Para além de simples curiosidade histórica, a tentativa de MakukaNkoloso de criar um programa espacial em uma nação africana, confirma as ideias de Cheikh Anta Diop: é necessário um continente africano unido para criar um vigoroso programa espacial africano. Sua avaliação sobre a política espacial, era tão válida em 1976 quanto hoje, apesar das mudanças no cenário geopolítico.

 

No filme Valerian e a Cidade dos Mil Planetas (2017) podemos em determinado momento ver a delegação de afronautas chegar na estação espacial, um futuro que certamente ainda veremos, caso as nações africanas busquem inspiração filosófica na filosofia de Cheik Anta Diopum de seus grandes filósofos.  
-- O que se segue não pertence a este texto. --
impl SqliteBackend {
    /// Open (creating if missing) the database at `url`. With a `source`, `load` imports it when
    /// the `sales` table is empty.
    pub async fn connect(url: &str, source: Option<DataSource>) -> Result<Self, QueryError> {
        if is_memory_url(url) {
            return Self::in_memory(source).await;
        }
        let opts = SqliteConnectOptions::from_str(url)?.create_if_missing(true);
        let pool = SqlitePoolOptions::new().max_connections(8).connect_with(opts).await?;
        Ok(Self::from_pool(pool, source))
    }

    /// A private in-memory database. One connection that never recycles, so the data lives as
    /// long as the pool.
    pub async fn in_memory(source: Option<DataSource>) -> Result<Self, QueryError> {
        let pool = SqlitePoolOptions::new()
            .max_connections(1)
            .idle_timeout(None)
            .max_lifetime(None)
            .connect("sqlite::memory:")
            .await?;
        Ok(Self::from_pool(pool, source))
    }

    #[must_use]
    pub fn from_pool(pool: SqlitePool, source: Option<DataSource>) -> Self {
        let batch_size = match &source {
            Some(DataSource::Csv { options, .. }) => options.batch_size,
            _ => 500,
        };
        Self { pool, source, batch_size, catalog: OnceLock::new() }
    }

    #[must_use]
    pub const fn pool(&self) -> &SqlitePool {
        &self.pool
    }

    async fn count_rows(&self) -> Result<usize, QueryError> {
        let n: i64 = sqlx::query_scalar("SELECT COUNT(*) FROM sales").fetch_one(&self.pool).await?;
        Ok(i64_to_usize_saturating(n))
    }

    async fn distinct(&self, field: Categorical) -> Result<Vec<String>, QueryError> {
        let col = field.column();
        let sql = format!("SELECT DISTINCT {col} FROM sales WHERE {col} <> ''");
        Ok(sqlx::query_scalar(&sql).fetch_all(&self.pool).await?)
    }

    async fn build_catalog(&self) -> Result<FilterOptions, QueryError> {
        let started = Instant::now();
        let tags: Vec<String> =
            sqlx::query_scalar("SELECT DISTINCT tag FROM sale_tags").fetch_all(&self.pool).await?;
        let catalog = FilterOptions::from_distinct(
            self.distinct(Categorical::CustomerRegion).await?,
            self.distinct(Categorical::Gender).await?,
            self.distinct(Categorical::ProductCategory).await?,
            self.distinct(Categorical::PaymentMethod).await?,
            tags,
        );
        crate::devlog!(
            "{}",
            serde_json::json!({
                "op": "catalog",
                "backend": "sqlite",
                "tags": catalog.tags.len(),
                "ms": u128_to_u64_saturating(started.elapsed().as_millis()),
            })
        );
        Ok(catalog)
    }

    async fn count(&self, predicate: &Predicate) -> Result<usize, QueryError> {
        let started = Instant::now();
        let mut qb: QueryBuilder<Sqlite> = QueryBuilder::new("SELECT COUNT(*) FROM sales");
        push_predicate(&mut qb, predicate);
        let n: i64 = qb.build_query_scalar().fetch_one(&self.pool).await?;
        crate::devlog!(
            "{}",
            serde_json::json!({
                "op": "count",
                "backend": "sqlite",
                "total": n,
                "ms": u128_to_u64_saturating(started.elapsed().as_millis()),
            })
        );
        Ok(i64_to_usize_saturating(n))
    }

    async fn page(&self, predicate: &Predicate, query: &Query) -> Result<Vec<SaleRow>, QueryError> {
        let mut qb: QueryBuilder<Sqlite> = QueryBuilder::new(ROW_COLUMNS);
        push_predicate(&mut qb, predicate);
        qb.push(order_by(query.sort));
        qb.push(" LIMIT ").push_bind(usize_to_i64_saturating(query.page.limit()));
        qb.push(" OFFSET ").push_bind(usize_to_i64_saturating(query.page.offset()));
        let rows = qb.build().fetch_all(&self.pool).await?;
        Ok(rows.iter().map(row_to_sale).collect::<Result<_, _>>()?)
    }
}

fn is_memory_url(url: &str) -> bool {
    matches!(url, "sqlite::memory:" | "sqlite://:memory:" | ":memory:")
}

impl super::SalesBackend for SqliteBackend {
    fn name(&self) -> &'static str {
        "sqlite"
    }

    async fn load(&self) -> Result<usize, QueryError> {
        ensure_schema(&self.pool).await?;
        if let Some(source) = &self.source
            && self.count_rows().await? == 0
        {
            let (records, report) = source.read().await?;
            let inserted = import_records(&self.pool, &records, self.batch_size).await?;
            log::info!("imported {inserted} records into sqlite ({} skipped)", report.skipped);
        }
        let catalog = self.build_catalog().await?;
        let _ = self.catalog.set(catalog);
        self.count_rows().await
    }

    async fn filter_options(&self) -> Result<FilterOptions, QueryError> {
        self.catalog.get().cloned().ok_or(QueryError::NotReady)
    }

    async fn execute(&self, query: &Query) -> Result<PageResult, QueryError> {
        if self.catalog.get().is_none() {
            return Err(QueryError::NotReady);
        }
        let started = Instant::now();
        let predicate = compile(&query.criteria, query.as_of);
        let total = self.count(&predicate).await?;
        let data = self.page(&predicate, query).await?;
        crate::devlog!(
            "{}",
            serde_json::json!({
                "op": "query",
                "backend": "sqlite",
                "where": predicate.to_string(),
                "total": total,
                "page": query.page.page(),
                "ms": u128_to_u64_saturating(started.elapsed().as_millis()),
            })
        );
        Ok(PageResult { data, pagination: Pagination::new(total, query.page) })
    }
}

#[cfg(test)]
mod tests {
    use super::*;
    use crate::backend::SalesBackend;
    use crate::query::{FilterCriteria, PageRequest, SortSpec};
    use chrono::NaiveDate;

    fn rec(id: &str, tags: &str) -> SaleRecord {
        SaleRecord {
            transaction_id: id.into(),
            customer_name: format!("name {id}"),
            tags: tags.into(),
            ..SaleRecord::default()
        }
    }

    #[tokio::test]
    async fn load_imports_once_and_builds_catalog() {
        let source = DataSource::records(vec![rec("T1", "a, b"), rec("T2", " b ,,c")]);
        let b = SqliteBackend::in_memory(Some(source)).await.unwrap();
        assert!(b.filter_options().await.unwrap_err().is_not_ready());
        assert_eq!(b.load().await.unwrap(), 2);
        // a second load finds the table populated and does not import again
        assert_eq!(b.load().await.unwrap(), 2);
        assert_eq!(b.filter_options().await.unwrap().tags, ["a", "b", "c"]);
        let tag_rows: i64 =
            sqlx::query_scalar("SELECT COUNT(*) FROM sale_tags").fetch_one(b.pool()).await.unwrap();
        assert_eq!(tag_rows, 4);
    }

    #[tokio::test]
    async fn batches_keep_load_positions() {
        let records: Vec<_> = (0..7).map(|i| rec(&format!("T{i}"), "")).collect();
        let b = SqliteBackend::in_memory(None).await.unwrap();
        ensure_schema(b.pool()).await.unwrap();
        assert_eq!(import_records(b.pool(), &records, 3).await.unwrap(), 7);
        let ids: Vec<i64> =
            sqlx::query_scalar("SELECT id FROM sales ORDER BY id").fetch_all(b.pool()).await.unwrap();
        assert_eq!(ids, (1..=7).collect::<Vec<_>>());
    }

    #[tokio::test]
    async fn page_query_binds_limit_and_offset() {
        let records: Vec<_> = (0..5).map(|i| rec(&format!("T{i}"), "")).collect();
        let b = SqliteBackend::in_memory(Some(DataSource::records(records))).await.unwrap();
        b.load().await.unwrap();
        let q = Query {
            criteria: FilterCriteria::default(),
            sort: SortSpec::default(),
            page: PageRequest::new(2, 2),
            as_of: NaiveDate::from_ymd_opt(2024, 6, 10).unwrap(),
        };
        let _g = crate::utils::devlog::enable_thread_sink();
        let res = b.execute(&q).await.unwrap();
        let ids: Vec<_> = res.data.iter().map(|r| r.transaction_id.as_str()).collect();
        assert_eq!(ids, ["T2", "T3"]);
        assert_eq!(res.pagination.total_pages, 3);
        let ops: Vec<String> = crate::utils::devlog::drain()
            .iter()
            .map(|l| serde_json::from_str::<serde_json::Value>(l).unwrap()["op"].to_string())
            .collect();
        assert_eq!(ops, ["\"count\"", "\"query\""]);
    }

    #[tokio::test]
    async fn load_logs_catalog_timing() {
        let b = SqliteBackend::in_memory(Some(DataSource::records(vec![rec("T1", "a")])))
            .await
            .unwrap();
        let _g = crate::utils::devlog::enable_thread_sink();
        b.load().await.unwrap();
        let lines = crate::utils::devlog::drain();
        assert!(lines.iter().any(|l| l.contains("\"op\":\"catalog\"")));
    }
}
Referências bibliográficas:

 CARDOSO, Carlos. Afronautas: quando a Zâmbia teve um programa espacial mais ambicioso que o nosso. Disponível em:  https://tecnoblog.net/meiobit/411784/afronautas-quando-a-zambia-teve-um-programa-espacial-mais-ambicioso-que-o-nosso/. Acesso: 15/08/ 2021.

 DIÉMÉ, Kassoum; AMBRÓSIO, Gabriel. Cheik Anta Diop e a produção do conhecimento científico. In: O Pensamento africano no século XX. José Rivair de Macedo (org.). São Paulo: Outras Expressões, 2016. 

 DIOP, Cheik Anta. A África e a raça negra em perspectiva. In:  Racismo & Sociedade: Novas bases epistemológicas para entender o racismo. Carlos Moore. 2ª ed. Belo Horizonte: Nandyala, 2012. 

 

[1] Filósofo, mestre e doutor em Ciências Sociais pela Unesp de Marília, membro da Associação Brasileira de Antropologia - ABA, da Sociedade Brasileira de Astrobiologia –Astrobio e da SAB - Sociedade Astronômica Brasileira. Pela editora Senac publicou os livros Filosofia Pop (2021); Leitura e Produção de textos filosóficos(2021) e Temas e problemas em filosofia (2021).

[2] É interessante aqui recordarmos que para o escritor e teólogo Clive Staples Lewis no romance “Além do planeta silencioso” (Editora GRD, 1958), os marcianos são cristãos naturais, devida a nunca terem sido corrompidos pelo pecado original.